Assignment
Take each line of the data that contains the string "with" and copy it.

Saved entries:
//! Runtime settings.
//!
//! Settings start from built-in defaults, are overlaid with an optional TOML
//! file, then with environment variables. The core never reads the
//! environment itself: everything it needs is passed in through `Settings`.

use serde::{Deserialize, Serialize};
use std::path::{Path, PathBuf};
use std::time::Duration;
use tracing::debug;

use crate::core::constants;
use crate::core::validation;
use crate::error::{Error, Result};

/// Environment variables read by [`Settings::apply_env`].
pub mod env {
    pub const ETCD_HOST: &str = "CONSOLE_ETCD_HOST";
    pub const GROUP_NAME_PREFIX: &str = "SSO_GROUP_NAME_PREFIX";
    pub const GROUP_FULLNAME_PREFIX: &str = "SSO_GROUP_FULLNAME_PREFIX";
    pub const DOCKER_HOST: &str = "LAIN_AUTH_DOCKER_HOST";
    pub const DOCKER_BIN: &str = "LAIN_AUTH_DOCKER_BIN";
    pub const CONFIG: &str = "LAIN_AUTH_CONFIG";
}

/// Settings for one invocation.
#[derive(Debug, Clone, PartialEq, Serialize, Deserialize)]
#[serde(default)]
pub struct Settings {
    pub etcd: EtcdConfig,
    pub docker: DockerConfig,
    pub sso: SsoConfig,
    pub groups: GroupConfig,
    pub console: ConsoleConfig,
    /// Per-request HTTP timeout, in seconds.
    pub request_timeout_secs: u64,
}

#[derive(Debug, Clone, PartialEq, Serialize, Deserialize)]
#[serde(default)]
pub struct EtcdConfig {
    /// `host[:port]` of the etcd v2 API.
    pub authority: String,
    /// Prefix prepended to every key on the etcd side.
    pub namespace: String,
}

#[derive(Debug, Clone, PartialEq, Serialize, Deserialize)]
#[serde(default)]
pub struct DockerConfig {
    /// Docker CLI binary.
    pub binary: String,
    /// Value passed to `docker -H`.
    pub host: String,
    /// Name filter matching the registry container.
    pub registry_container: String,
    /// Pause between stop and start, in seconds.
    pub restart_pause_secs: u64,
    /// Limit on a single docker CLI call, in seconds.
    pub command_timeout_secs: u64,
}

#[derive(Debug, Clone, PartialEq, Serialize, Deserialize)]
#[serde(default)]
pub struct SsoConfig {
    pub url: String,
    pub client_id: String,
    pub client_secret: String,
    pub redirect_uri: String,
    /// Skip TLS certificate checks against the SSO server.
    pub accept_invalid_certs: bool,
}

#[derive(Debug, Clone, PartialEq, Serialize, Deserialize)]
#[serde(default)]
pub struct GroupConfig {
    /// Leading characters of every group name.
    pub prefix: String,
    /// Hashed together with the app name. Defaults to `ConsoleApp<domain>`.
    pub name_prefix: Option<String>,
    /// Prepended to the app name. Defaults to `Console APP in <domain>: `.
    pub fullname_prefix: Option<String>,
    /// Apps provisioned when the live list is not requested.
    pub default_apps: Vec<String>,
    /// Pause between two group creations, in seconds.
    pub delay_secs: u64,
}

#[derive(Debug, Clone, Default, PartialEq, Serialize, Deserialize)]
#[serde(default)]
pub struct ConsoleConfig {
    /// Console API base url. Defaults to `http://console.<domain>`.
    pub base_url: Option<String>,
}

impl Default for Settings {
    fn default() -> Self {
        Self {
            etcd: EtcdConfig::default(),
            docker: DockerConfig::default(),
            sso: SsoConfig::default(),
            groups: GroupConfig::default(),
            console: ConsoleConfig::default(),
            request_timeout_secs: constants::REQUEST_TIMEOUT_SECS,
        }
    }
}

impl Default for EtcdConfig {
    fn default() -> Self {
        Self {
            authority: constants::ETCD_AUTHORITY.to_string(),
            namespace: constants::ETCD_NAMESPACE.to_string(),
        }
    }
}

impl Default for DockerConfig {
    fn default() -> Self {
        Self {
            binary: "docker".to_string(),
            host: constants::DOCKER_HOST.to_string(),
            registry_container: constants::REGISTRY_CONTAINER.to_string(),
            restart_pause_secs: constants::RESTART_PAUSE_SECS,
            command_timeout_secs: constants::DOCKER_COMMAND_TIMEOUT_SECS,
        }
    }
}

impl Default for SsoConfig {
    fn default() -> Self {
        Self {
            url: constants::SSO_URL.to_string(),
            client_id: constants::SSO_CLIENT_ID.to_string(),
            client_secret: constants::SSO_CLIENT_SECRET.to_string(),
            redirect_uri: constants::SSO_REDIRECT_URI.to_string(),
            accept_invalid_certs: false,
        }
    }
}

impl Default for GroupConfig {
    fn default() -> Self {
        Self {
            prefix: constants::GROUP_PREFIX.to_string(),
            name_prefix: None,
            fullname_prefix: None,
            default_apps: constants::DEFAULT_APPS.iter().map(|s| s.to_string()).collect(),
            delay_secs: constants::PROVISION_DELAY_SECS,
        }
    }
}

impl Settings {
    /// Load settings for the running process.
    ///
    /// The file is `explicit` if given, else `$LAIN_AUTH_CONFIG`, else
    /// `<config dir>/lain-auth/config.toml` when it exists.
    ///
    /// # Errors
    ///
    /// Returns an error if an explicitly named file cannot be read, if the
    /// TOML is malformed, or if the result fails validation.
    pub fn load(explicit: Option<&Path>) -> Result<Self> {
        let from_env = std::env::var_os(env::CONFIG).map(PathBuf::from);
        let path = explicit.map(Path::to_path_buf).or(from_env);

        let mut settings = match path {
            Some(path) => Self::from_file(&path)?,
            None => match Self::default_path().filter(|p| p.exists()) {
                Some(path) => Self::from_file(&path)?,
                None => Self::default(),
            },
        };

        settings.apply_env(|name| std::env::var(name).ok());
        settings.validate()?;
        Ok(settings)
    }

    /// Default config file location, if the platform has a config dir.
    pub fn default_path() -> Option<PathBuf> {
        dirs::config_dir().map(|d| d.join(constants::CONFIG_DIR).join(constants::CONFIG_FILE))
    }

    /// Read settings from a TOML file. Missing sections keep their defaults.
    pub fn from_file(path: &Path) -> Result<Self> {
        debug!(path = %path.display(), "loading settings");
        let contents = std::fs::read_to_string(path)?;
        Self::from_toml(&contents)
    }

    pub fn from_toml(contents: &str) -> Result<Self> {
        Ok(toml::from_str(contents)?)
    }

    /// Overlay values from the environment.
    ///
    /// `lookup` returns the value of a variable, or `None` when unset. Empty
    /// values are treated as unset.
    pub fn apply_env<F>(&mut self, lookup: F)
    where
        F: Fn(&str) -> Option<String>,
    {
        let get = |name: &str| lookup(name).filter(|v| !v.is_empty());

        if let Some(v) = get(env::ETCD_HOST) {
            self.etcd.authority = v;
        }
        if let Some(v) = get(env::GROUP_NAME_PREFIX) {
            self.groups.name_prefix = Some(v);
        }
        if let Some(v) = get(env::GROUP_FULLNAME_PREFIX) {
            self.groups.fullname_prefix = Some(v);
        }
        if let Some(v) = get(env::DOCKER_HOST) {
            self.docker.host = v;
        }
        if let Some(v) = get(env::DOCKER_BIN) {
            self.docker.binary = v;
        }
    }

    /// Check the settings are usable before any external call is made.
    ///
    /// # Errors
    ///
    /// Returns `Error::InvalidConfig` describing the first problem found.
    pub fn validate(&self) -> Result<()> {
        validation::parse_authority(&self.etcd.authority)?;
        validation::validate_group_prefix(&self.groups.prefix)?;
        validation::validate_url("sso url", &self.sso.url)?;

        if let Some(url) = &self.console.base_url {
            validation::validate_url("console base_url", url)?;
        }

        if self.request_timeout_secs == 0 {
            return Err(Error::InvalidConfig(
                "request_timeout_secs must be positive".to_string(),
            ));
        }
        if self.docker.command_timeout_secs == 0 {
            return Err(Error::InvalidConfig(
                "docker command_timeout_secs must be positive".to_string(),
            ));
        }
        if self.docker.registry_container.trim().is_empty() {
            return Err(Error::InvalidConfig(
                "registry container filter cannot be empty".to_string(),
            ));
        }

        Ok(())
    }

    pub fn request_timeout(&self) -> Duration {
        Duration::from_secs(self.request_timeout_secs)
    }

    pub fn provision_delay(&self) -> Duration {
        Duration::from_secs(self.groups.delay_secs)
    }

    pub fn restart_pause(&self) -> Duration {
        Duration::from_secs(self.docker.restart_pause_secs)
    }

    pub fn docker_timeout(&self) -> Duration {
        Duration::from_secs(self.docker.command_timeout_secs)
    }
}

Answer for the task
//! Settings start from built-in defaults, are overlaid with an optional TOML
//! file, then with environment variables. The core never reads the
    /// Hashed together with the app name. Defaults to `ConsoleApp<domain>`.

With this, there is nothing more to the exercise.